The generalizability concern is familiar from the descriptive examples above, but for causal effects it takes a specific form: what matters is not whether the trial sample differs from the national population on any characteristic, but whether it differs on characteristics that modify the treatment effect. If the intervention works equally well regardless of health-seeking behavior, education, or geographic isolation, then the trial estimate applies nationally even though the sample was unrepresentative. But if the intervention works better among women already engaged with health services—because they’re easier to reach, more receptive to counseling, or face fewer structural barriers—then the 15 percentage point effect may overstate what would happen at scale.
The key distinction from transportability is not the method but the relationship between populations. For generalizability, the trial sample is contained within the target population; for transportability, it is external. But in both cases, the core question is the same: do the populations differ on effect modifiers? And in both cases, adjustment is only possible when those modifiers are measured and the necessary assumptions hold.
8.3 Transportability: Do the Results Apply to a Different Population Entirely?
Generalizability addresses cases where the study sample is contained within the target population. Transportability addresses the harder problem: applying findings to a population the study never sampled from—where the study population is external to the target population.
A ministry of health in Kenya reads a trial conducted in India and wonders whether the intervention would work in their context. A funder reviews evidence from urban clinics and asks whether the findings apply to rural settings that were never included in the study. A policymaker sees impressive results from a research-intensive trial and asks whether they would hold under routine conditions in a different health system.

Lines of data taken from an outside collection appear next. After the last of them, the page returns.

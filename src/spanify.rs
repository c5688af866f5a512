// Copyright 2025 RisingWave Labs
//
// Licensed under the Apache License, Version 2.0 (the "License");
// you may not use this file except in compliance with the License.
// You may obtain a copy of the License at
//
//     http://www.apache.org/licenses/LICENSE-2.0
//
// Unless required by applicable law or agreed to in writing, software
// distributed under the License is distributed on an "AS IS" BASIS,
// WITHOUT WARRANTIES OR CONDITIONS OF ANY KIND, either express or implied.
// See the License for the specific language governing permissions and
// limitations under the License.

use indextree::NodeId;

use crate::clock::{Clock, Nanos};
use crate::frame::Frame;
use crate::pool::NodePool;
use crate::root::Root;
use crate::tracer::{SpanContext, Tracer};
use crate::tree::PendingChildId;

/// Errors surfacing programmer mistakes around spanification.
#[derive(Debug, PartialEq, Eq, thiserror::Error)]
pub enum SpanifyError {
    /// `spanify` was called before [`Root::end`] sealed the tree.
    #[error("the call tree has not been ended yet")]
    UnendedTree,
}

/// Strategy redirecting an inferred span to an explicit parent.
///
/// When a node is emitted, the pending child ids held by its surviving
/// ancestor are offered to the policy; returning a context makes that
/// explicit span the emitted parent instead of the ancestor itself.
pub trait ParentOverride {
    /// Choose an explicit parent for a node observed over
    /// `[start, last_seen]`, or `None` to keep the emitted ancestor chain.
    fn resolve(
        &self,
        start: Nanos,
        last_seen: Nanos,
        pending: &[PendingChildId],
        now: Nanos,
    ) -> Option<SpanContext>;
}

/// The default strategy: the innermost explicit span whose activation window
/// covers the node's whole observed lifetime becomes its parent. A window
/// without an observed deactivation extends to `now`.
#[derive(Debug, Clone, Copy, Default)]
pub struct ActivationWindow;

impl ParentOverride for ActivationWindow {
    fn resolve(
        &self,
        start: Nanos,
        last_seen: Nanos,
        pending: &[PendingChildId],
        now: Nanos,
    ) -> Option<SpanContext> {
        pending
            .iter()
            .filter(|id| {
                id.activated_at() <= start && id.deactivated_at().unwrap_or(now) >= last_seen
            })
            .max_by_key(|id| id.activated_at())
            .map(|id| id.context())
    }
}

impl Root {
    /// Convert the sealed tree into inferred spans emitted through `tracer`.
    ///
    /// Pre-order from the root: parents start before their children, and a
    /// span ends only after its whole subtree was emitted, so links can still
    /// be attached when a dropped descendant hands its pending child ids up.
    /// Nodes below the configured minimum duration and pillars are dropped;
    /// their frames ride along to the surviving descendants as the stack
    /// trace attribute, nearest frame first. Every pending child id held by
    /// an emitted node becomes an `is_child` link on that node's span. Ids
    /// left on the root need no link: those explicit spans already are
    /// natural children of the transaction.
    ///
    /// Returns the number of emitted spans.
    pub fn spanify<T, C, P>(
        &self,
        pool: &NodePool,
        tracer: &mut T,
        clock: &C,
        policy: &P,
    ) -> Result<usize, SpanifyError>
    where
        T: Tracer,
        C: Clock,
        P: ParentOverride,
    {
        if !self.is_ended() {
            return Err(SpanifyError::UnendedTree);
        }
        let mut spanifier = Spanifier {
            pool,
            tracer,
            policy,
            min_nanos: self.config.min_nanos(),
            now: clock.now(),
            emitted: 0,
        };
        let mut held = pool.node(self.node).child_ids.clone();
        let children: Vec<NodeId> = self.node.children(pool.arena()).collect();
        for child in children {
            let bubbled = spanifier.emit(child, self.parent_context, &held, Vec::new());
            held.extend(bubbled);
        }
        Ok(spanifier.emitted)
    }
}

struct Spanifier<'a, T: Tracer, P: ParentOverride> {
    pool: &'a NodePool,
    tracer: &'a mut T,
    policy: &'a P,
    min_nanos: Nanos,
    now: Nanos,
    emitted: usize,
}

impl<T: Tracer, P: ParentOverride> Spanifier<'_, T, P> {
    /// Emit the subtree rooted at `id`. Returns the pending child ids a
    /// dropped node hands up to its first surviving ancestor.
    fn emit(
        &mut self,
        id: NodeId,
        parent: SpanContext,
        ancestor_pending: &[PendingChildId],
        skipped: Vec<Frame>,
    ) -> Vec<PendingChildId> {
        let (frame, start, last_seen, own_ids) = {
            let data = self.pool.node(id);
            (
                data.frame.clone().expect("non-root node must carry a frame"),
                data.start,
                data.last_seen,
                data.child_ids.clone(),
            )
        };
        let children: Vec<NodeId> = id.children(self.pool.arena()).collect();

        let surviving =
            self.pool.node(id).duration() >= self.min_nanos && !self.pool.is_pillar(id);
        if !surviving {
            let mut bubbled = own_ids;
            // Descendants may still be parented by the spans we hand up.
            let merged: Vec<PendingChildId> = ancestor_pending
                .iter()
                .chain(bubbled.iter())
                .copied()
                .collect();
            for child in children {
                let mut frames = vec![frame.clone()];
                frames.extend(skipped.iter().cloned());
                bubbled.extend(self.emit(child, parent, &merged, frames));
            }
            return bubbled;
        }

        let parent = self
            .policy
            .resolve(start, last_seen, ancestor_pending, self.now)
            .unwrap_or(parent);
        let mut handle = self.tracer.start_span(&frame.to_string(), parent, start);
        self.emitted += 1;
        if !skipped.is_empty() {
            self.tracer.record_stack_trace(&mut handle, &skipped);
        }
        let context = self.tracer.span_context(&handle);
        let mut held = own_ids;
        for child in children {
            let bubbled = self.emit(child, context, &held, Vec::new());
            held.extend(bubbled);
        }
        for id in &held {
            self.tracer.add_link(&mut handle, id.context(), true);
        }
        self.tracer.end_span(handle, last_seen);
        Vec::new()
    }
}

No improvement to the original study’s sampling design helps answer these questions. The Kenyan ministry isn’t asking whether the Indian trial represented its source population—they’re asking whether findings from India apply in Kenya. The study population and target population don’t overlap at all.
The same effect modification logic from earlier applies here, but the problem is more challenging. For generalizability, you’re asking whether effect modifiers are distributed differently in your sample than in the same target population it was drawn from. For transportability, you’re asking whether effect modifiers are distributed differently across entirely separate populations—and whether the causal mechanism that produced the effect in one setting would operate the same way in another.
This is why transportability requires reasoning about how an intervention works, not just whether it worked. If you understand the mechanism—and the conditions under which it operates—you can reason about whether those conditions are likely to hold elsewhere.
TRANSPORTABILITY IN PRACTICE: AN HIV TREATMENT TRIAL
To see how transportability works in practice, consider a well-known example from HIV research (Cole et al., 2010).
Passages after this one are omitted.